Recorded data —
== == ==

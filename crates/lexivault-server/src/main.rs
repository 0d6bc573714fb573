//! Lexivault server
//!
//! Serves the vocabulary API over HTTP, backed by the dual-store word
//! repository from `lexivault-core`.

use std::net::SocketAddr;
use std::path::PathBuf;
use std::sync::Arc;

use anyhow::{Context, Result};
use clap::Parser;
use tracing::{info, warn};
use tracing_subscriber::EnvFilter;

use lexivault_core::{Config, EmbeddedStore, PrimaryStore, WordRepository};
use lexivault_server::routes::{build_router, AppState};

#[derive(Parser)]
#[command(name = "lexivault")]
#[command(about = "Lexivault - vocabulary storage with primary/embedded fallback")]
#[command(version)]
struct Cli {
    /// Listen port (overrides the config file)
    #[arg(short, long)]
    port: Option<u16>,

    /// Path to a config file
    #[arg(long)]
    config: Option<PathBuf>,
}

#[tokio::main]
async fn main() -> Result<()> {
    tracing_subscriber::fmt()
        .with_env_filter(
            EnvFilter::try_from_default_env().unwrap_or_else(|_| EnvFilter::new("info")),
        )
        .init();

    let cli = Cli::parse();

    let config = match &cli.config {
        Some(path) => Config::load_from_path(path)?,
        None => Config::load()?,
    };
    let port = cli.port.unwrap_or(config.port);

    let embedded = EmbeddedStore::open(&config).context("Failed to open embedded store")?;

    let primary = PrimaryStore::new(&config);
    if primary.connect().await {
        if let Err(e) = primary.ensure_collection().await {
            warn!("primary store initialization failed: {:#}", e);
        }
    } else {
        warn!(
            "primary store unavailable at startup ({}); serving from the embedded store",
            primary.redacted_target()
        );
    }

    let state = Arc::new(AppState {
        primary_target: primary.redacted_target().to_string(),
        repo: WordRepository::new(primary, embedded),
    });

    let app = build_router(state);
    let addr = SocketAddr::from(([0, 0, 0, 0], port));
    info!("listening on {}", addr);

    let listener = tokio::net::TcpListener::bind(addr)
        .await
        .with_context(|| format!("Failed to bind {}", addr))?;
    axum::serve(listener, app).await?;

    Ok(())
}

== == ==

What is the number of lines in the entries above that contain the string "PrimaryStore"? Reply with the number and nothing more.

2